Grâce à son ami et protecteur Fontanes, il se rapproche du Premier consul, qu’il voit encore comme un sauveur**. Il fréquente les salons parisiens, dont celui de Pauline de Beaumont, frêle rescapée de la Terreur, qui deviendra l’une de ses plus importantes maîtresses. Mais la gloire littéraire ne suffit plus à l’auteur d’Atala (1801), de René (1802) et du Génie du Christianisme (1802). Convaincu qu’il a sa pierre à ajouter à l’édifice d’un siècle né dans les cataclysmes de la Révolution, il aspire désormais à un poste dans le gouvernement. L’influent Fontanes, proche de la sœur de Bonaparte, intercède en sa faveur et le fait nommer secrétaire d’ambassade près le Saint-Siège en 1803. C’est de ce séjour à Rome – indissociablement lié au décès de Mme de Beaumont, qui l’y a rejoint alors qu’elle est déjà mourante –, que date le projet des Mémoires.
De retour à Paris, Chateaubriand attend sans enthousiasme de rejoindre la République du Valais, où le Premier consul l’a nommé chargé d’affaires, lorsqu’il apprend l’assassinat du duc d’Enghien (21 mars 1804). Face à ce coup de tonnerre politique qui révèle au grand jour le despotisme croissant du futur empereur, Chateaubriand démissionne immédiatement et passe dans l’opposition.

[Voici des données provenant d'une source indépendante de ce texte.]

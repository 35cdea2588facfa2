//! Persisted settings in internal flash
//!
//! The settings record occupies the last flash page. All access goes through
//! the SoftDevice so flash operations do not disturb the radio.

use embedded_storage_async::nor_flash::{NorFlash, ReadNorFlash};
use nrf_softdevice::{Flash, FlashError};
use watchface::settings::{self, Settings, RECORD_LEN};

/// Start of the settings page, kept out of the application by `memory.x`
const SETTINGS_PAGE: u32 = 0x7_F000;

/// Flash writes must come from word aligned memory
#[repr(align(4))]
struct Record([u8; RECORD_LEN]);

pub struct SettingsStore {
    flash: Flash,
}

impl SettingsStore {
    pub fn new(flash: Flash) -> Self {
        Self { flash }
    }

    /// Read the stored settings. A blank or damaged page yields empty
    /// settings.
    pub async fn load(&mut self) -> Settings {
        let mut record = Record([0; RECORD_LEN]);
        if let Err(e) = self.flash.read(SETTINGS_PAGE, &mut record.0).await {
            defmt::warn!("Reading settings failed: {}", defmt::Debug2Format(&e));
            return Settings::new();
        }

        match Settings::decode(&record.0) {
            Ok(settings) => {
                defmt::info!("Loaded {} settings", settings.len());
                settings
            }
            Err(e) => {
                defmt::info!("No stored settings ({})", e);
                Settings::new()
            }
        }
    }

    /// Replace the stored record with `settings`
    pub async fn save(&mut self, settings: &Settings) -> Result<(), Error> {
        let mut record = Record([0xff; RECORD_LEN]);
        let len = settings.encode(&mut record.0)?;

        self.flash
            .erase(SETTINGS_PAGE, SETTINGS_PAGE + Flash::ERASE_SIZE as u32)
            .await?;
        self.flash.write(SETTINGS_PAGE, &record.0[..len]).await?;

        defmt::debug!("Saved {} bytes of settings", len);
        Ok(())
    }
}

#[derive(Debug)]
pub enum Error {
    Encode(settings::Error),
    Flash(FlashError),
}

impl From<settings::Error> for Error {
    fn from(e: settings::Error) -> Self {
        Self::Encode(e)
    }
}

impl From<FlashError> for Error {
    fn from(e: FlashError) -> Self {
        Self::Flash(e)
    }
}

impl defmt::Format for Error {
    fn format(&self, f: defmt::Formatter) {
        match self {
            Self::Encode(e) => defmt::write!(f, "encode: {}", e),
            Self::Flash(e) => defmt::write!(f, "flash: {}", defmt::Debug2Format(e)),
        }
    }
}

Le tome II des Mémoires s’achève sur son voyage en Italie, en Grèce et au Moyen-Orient, effectué de juillet 1806 à mai 1807 en compagnie de son domestique, Jacques Potelin, dont Chateaubriand cite le journal, créant un effet de dialogue où le valet donne la réplique à son maître.
*Chateaubriand. Poésie et Terreur (Gallimard 2006), 15 ; ** Ghislain de Diesbach, Chateaubriand (Perrin 1995), V.